Neonatal uterine bleeding has probably been seen by mothers from ancient times, but practitioners of those times did not notice it, possibly because there were not any other accompanying symptoms, considering it clinically insignificant. As a distinct type of vaginal bleeding, it was acknowledged only in the 19th century. In the 20th century, the cause of neonatal uterine bleeding was revealed, and it was considered a normal physiological reaction.

==Characteristics==
Neonatal uterine bleeding occurs shortly after birth, between 3 and 5 days of infancy. Female infants may experience bleeding for up to 10 days.

It is caused by an exposure of the fetus to the mother's high level hormones like estrogen and progesterone.
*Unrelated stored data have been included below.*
//! Core data structures: frames, the frame table and its column layout
//!
//! A [`FrameTable`] is the single structure every stage consumes and returns.
//! Row order matters: the mass clusterer expects frames sorted by m/z and the
//! feature clusterer expects them sorted by `(mz_cluster_id, rt, mz)`.
//!
//! # Example
//!
//! ```
//! use peakfilter::model::{ColumnLayout, FrameTable};
//!
//! let layout = ColumnLayout {
//!     mz_column: "mz".to_string(),
//!     rt_column: "rt".to_string(),
//!     first_replicate_column: 2,
//!     num_samples: 1,
//!     replicates_per_sample: 2,
//! };
//! let header = ["mz", "rt", "S1_R1", "S1_R2"].map(String::from);
//! let rows = vec![vec![500.1, 1.0, 100.0, 80.0], vec![500.2, 1.1, 0.0, 40.0]];
//!
//! let table = FrameTable::from_columns(&layout, &header, &rows).unwrap();
//! assert_eq!(table.len(), 2);
//! assert_eq!(table.replicates(), &["S1_R1", "S1_R2"]);
//! ```

use std::cmp::Ordering;
use std::ops::Range;

use itertools::Itertools;
use serde::{Deserialize, Serialize};

use crate::errors::{PeakFilterError, Result};

// ============================================================================
// Frame
// ============================================================================

/// One detected ion observation
#[derive(Clone, Debug, PartialEq, Serialize, Deserialize)]
pub struct Frame {
    /// Original row index, never changed by any stage
    pub id: usize,
    pub mz: f64,
    /// Retention time in minutes
    pub rt: f64,
    /// One intensity per replicate, 0 meaning "not detected"
    pub intensities: Vec<f64>,
    #[serde(rename = "mzClusterID", default)]
    pub mz_cluster_id: Option<u32>,
    #[serde(rename = "FeatureClusterID", default)]
    pub feature_cluster_id: Option<u32>,
}

impl Frame {
    pub fn new(id: usize, mz: f64, rt: f64, intensities: Vec<f64>) -> Self {
        Self {
            id,
            mz,
            rt,
            intensities,
            mz_cluster_id: None,
            feature_cluster_id: None,
        }
    }

    /// True when every replicate intensity is zero
    pub fn is_empty(&self) -> bool {
        self.intensities.iter().all(|&i| i == 0.0)
    }

    /// Sum of the replicate intensities
    pub fn total_intensity(&self) -> f64 {
        self.intensities.iter().sum()
    }
}

// ============================================================================
// Column layout
// ============================================================================

/// Where the frame fields live in a raw numeric table
#[derive(Clone, Debug, PartialEq, Serialize, Deserialize)]
#[serde(rename_all = "camelCase")]
pub struct ColumnLayout {
    /// Name of the m/z column
    pub mz_column: String,
    /// Name of the retention time column
    pub rt_column: String,
    /// 0-based index of the first replicate intensity column
    pub first_replicate_column: usize,
    /// Number of samples
    pub num_samples: usize,
    /// Technical replicates per sample
    pub replicates_per_sample: usize,
}

impl ColumnLayout {
    /// Number of replicate intensity columns
    pub fn replicate_count(&self) -> usize {
        self.num_samples * self.replicates_per_sample
    }

    /// Column range holding the replicate intensities
    pub fn replicate_columns(&self) -> Range<usize> {
        self.first_replicate_column..self.first_replicate_column + self.replicate_count()
    }
}

// ============================================================================
// Frame table
// ============================================================================

/// Ordered collection of frames sharing the same replicate columns
#[derive(Clone, Debug, Default, PartialEq, Serialize, Deserialize)]
pub struct FrameTable {
    replicates: Vec<String>,
    frames: Vec<Frame>,
}

impl FrameTable {
    /// Create a table, checking that every frame has one intensity per replicate
    pub fn new(replicates: Vec<String>, frames: Vec<Frame>) -> Result<Self> {
        let table = Self { replicates, frames };
        table.check_widths()?;
        Ok(table)
    }

    /// Build a table from a header and numeric rows using `layout`
    ///
    /// Frame ids are the row positions in `rows`.
    pub fn from_columns<S: AsRef<str>>(
        layout: &ColumnLayout,
        header: &[S],
        rows: &[Vec<f64>],
    ) -> Result<Self> {
        let position = |name: &str| {
            header
                .iter()
                .position(|h| h.as_ref() == name)
                .ok_or_else(|| PeakFilterError::input(format!("missing required column '{name}'")))
        };
        let mz_idx = position(layout.mz_column.as_str())?;
        let rt_idx = position(layout.rt_column.as_str())?;

        if layout.replicate_count() == 0 {
            return Err(PeakFilterError::parameter(
                "numSamples",
                layout.replicate_count(),
                "at least one replicate column is required",
            ));
        }
        let columns = layout.replicate_columns();
        if columns.end > header.len() {
            return Err(PeakFilterError::input(format!(
                "expected {} replicate columns starting at column {}, but the header has {} columns",
                layout.replicate_count(),
                layout.first_replicate_column,
                header.len()
            )));
        }
        if columns.contains(&mz_idx) || columns.contains(&rt_idx) {
            return Err(PeakFilterError::input(
                "m/z and RT columns overlap the replicate columns",
            ));
        }

        let replicates = header[columns.clone()]
            .iter()
            .map(|h| h.as_ref().to_string())
            .collect();

        let mut frames = Vec::with_capacity(rows.len());
        for (id, row) in rows.iter().enumerate() {
            if row.len() != header.len() {
                return Err(PeakFilterError::input(format!(
                    "row {id} has {} values but the header has {} columns",
                    row.len(),
                    header.len()
                )));
            }
            frames.push(Frame::new(
                id,
                row[mz_idx],
                row[rt_idx],
                row[columns.clone()].to_vec(),
            ));
        }

        let table = Self { replicates, frames };
        table.validate()?;
        Ok(table)
    }

    pub fn replicates(&self) -> &[String] {
        &self.replicates
    }

    pub fn replicate_count(&self) -> usize {
        self.replicates.len()
    }

    pub fn frames(&self) -> &[Frame] {
        &self.frames
    }

    pub fn frames_mut(&mut self) -> &mut [Frame] {
        &mut self.frames
    }

    pub fn into_frames(self) -> Vec<Frame> {
        self.frames
    }

    pub fn len(&self) -> usize {
        self.frames.len()
    }

    pub fn is_empty(&self) -> bool {
        self.frames.is_empty()
    }

    /// Intensities of one replicate column, in row order
    pub fn replicate_column(&self, replicate: usize) -> Vec<f64> {
        self.frames
            .iter()
            .map(|f| f.intensities[replicate])
            .collect()
    }

    /// Sum of one replicate column
    pub fn replicate_total(&self, replicate: usize) -> f64 {
        self.frames.iter().map(|f| f.intensities[replicate]).sum()
    }

    /// Keep only the frames for which `keep` returns true, preserving order
    pub(crate) fn retain<F>(&mut self, keep: F)
    where
        F: FnMut(&Frame) -> bool,
    {
        self.frames.retain(keep);
    }

    // ========================================================================
    // Validation
    // ========================================================================

    fn check_widths(&self) -> Result<()> {
        let width = self.replicates.len();
        match self.frames.iter().find(|f| f.intensities.len() != width) {
            Some(frame) => Err(PeakFilterError::input(format!(
                "frame {} has {} intensities but the table has {} replicates",
                frame.id,
                frame.intensities.len(),
                width
            ))),
            None => Ok(()),
        }
    }

    /// Check widths, finite m/z and RT values and finite non-negative intensities
    pub fn validate(&self) -> Result<()> {
        self.check_widths()?;
        for frame in &self.frames {
            if !frame.mz.is_finite() || !frame.rt.is_finite() {
                return Err(PeakFilterError::input(format!(
                    "frame {} has a non-finite m/z or RT (mz = {}, rt = {})",
                    frame.id, frame.mz, frame.rt
                )));
            }
            if let Some(bad) = frame
                .intensities
                .iter()
                .find(|i| !i.is_finite() || **i < 0.0)
            {
                return Err(PeakFilterError::input(format!(
                    "frame {} has an invalid intensity {}",
                    frame.id, bad
                )));
            }
        }
        Ok(())
    }

    /// Fail unless the frames are sorted ascending by m/z
    pub fn ensure_sorted_by_mz(&self) -> Result<()> {
        match self
            .frames
            .iter()
            .tuple_windows()
            .find(|(a, b)| !(a.mz <= b.mz))
        {
            Some((a, b)) => Err(PeakFilterError::input(format!(
                "frames are not sorted by m/z: frame {} (mz = {}) precedes frame {} (mz = {})",
                a.id, a.mz, b.id, b.mz
            ))),
            None => Ok(()),
        }
    }

    /// Fail unless every frame has a mass cluster and the table is sorted by
    /// `(mz_cluster_id, rt, mz)`
    pub fn ensure_sorted_by_cluster(&self) -> Result<()> {
        if let Some(frame) = self.frames.iter().find(|f| f.mz_cluster_id.is_none()) {
            return Err(PeakFilterError::input(format!(
                "frame {} has no mass cluster id",
                frame.id
            )));
        }
        match self
            .frames
            .iter()
            .tuple_windows()
            .find(|(a, b)| cluster_order(a, b) == Ordering::Greater)
        {
            Some((a, b)) => Err(PeakFilterError::input(format!(
                "frames are not sorted by (mzClusterID, RT, m/z): frame {} precedes frame {}",
                a.id, b.id
            ))),
            None => Ok(()),
        }
    }

    // ========================================================================
    // Sorting
    // ========================================================================

    /// Stable sort by m/z; fails on non-finite values
    pub fn sort_by_mz(&mut self) -> Result<()> {
        self.validate()?;
        self.frames.sort_by(|a, b| a.mz.total_cmp(&b.mz));
        Ok(())
    }

    /// Stable sort by `(mz_cluster_id, rt, mz)`
    pub(crate) fn sort_by_cluster(&mut self) {
        self.frames.sort_by(cluster_order);
    }

    // ========================================================================
    // Feature cluster access
    // ========================================================================

    /// Row ranges of consecutive frames sharing a feature cluster id
    ///
    /// Frames without a feature cluster id form single-row ranges.
    pub fn feature_cluster_ranges(&self) -> Vec<Range<usize>> {
        let mut ranges = Vec::new();
        let mut start = 0;
        for idx in 1..=self.frames.len() {
            let boundary = idx == self.frames.len()
                || self.frames[idx].feature_cluster_id.is_none()
                || self.frames[idx].feature_cluster_id != self.frames[start].feature_cluster_id;
            if boundary {
                ranges.push(start..idx);
                start = idx;
            }
        }
        ranges
    }

    /// Number of distinct mass clusters
    pub fn mass_cluster_count(&self) -> usize {
        self.frames
            .iter()
            .filter_map(|f| f.mz_cluster_id)
            .unique()
            .count()
    }

    /// Number of distinct feature clusters
    pub fn feature_cluster_count(&self) -> usize {
        self.frames
            .iter()
            .filter_map(|f| f.feature_cluster_id)
            .unique()
            .count()
    }
}

fn cluster_order(a: &Frame, b: &Frame) -> Ordering {
    a.mz_cluster_id
        .cmp(&b.mz_cluster_id)
        .then(a.rt.total_cmp(&b.rt))
        .then(a.mz.total_cmp(&b.mz))
}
After birth the abrupt decrease and withdrawal of these hormones leads to a drop in the baby's hormone levels which affect the developing fetal endometrium, triggering the shedding of the uterus which can cause small vaginal bleeding. However, it is theorized that a mucus plug in the neonate's cervix can contribute to a "retrograde flux" of endometrial cells into the pelvic cavity, which may contribute to NUB.

==Occurrence==
Neonatal uterine bleeding varies considerably. In a study carried out by Judith Dekker, "the prevalence of visible bleeding ranged from 3.3 to 53.8% and the prevalence of occult bleeding from 25.4 to 96.7%". NUB occurrence is highest between the 3rd and 7th day of postpartum.

According to studies, NUB occurs in approximately 5% of female newborns. While it is rare, biochemical proofs of vaginal bleeding can be found in 25–61% of neonates.

==Effects==
Studies suggest that the presence of endometrial mesenchymal stem cells (eMSCs) in neonatal uterine blood could lead to early development of endometriosis hypothesizing a link between NUB and accelerated maturation of endometriosis. The retrograde flow of endometrial cells during NUB may lead to ectopic endometrial implants in the pelvic cavity that can become active later in life, especially after menarche begins.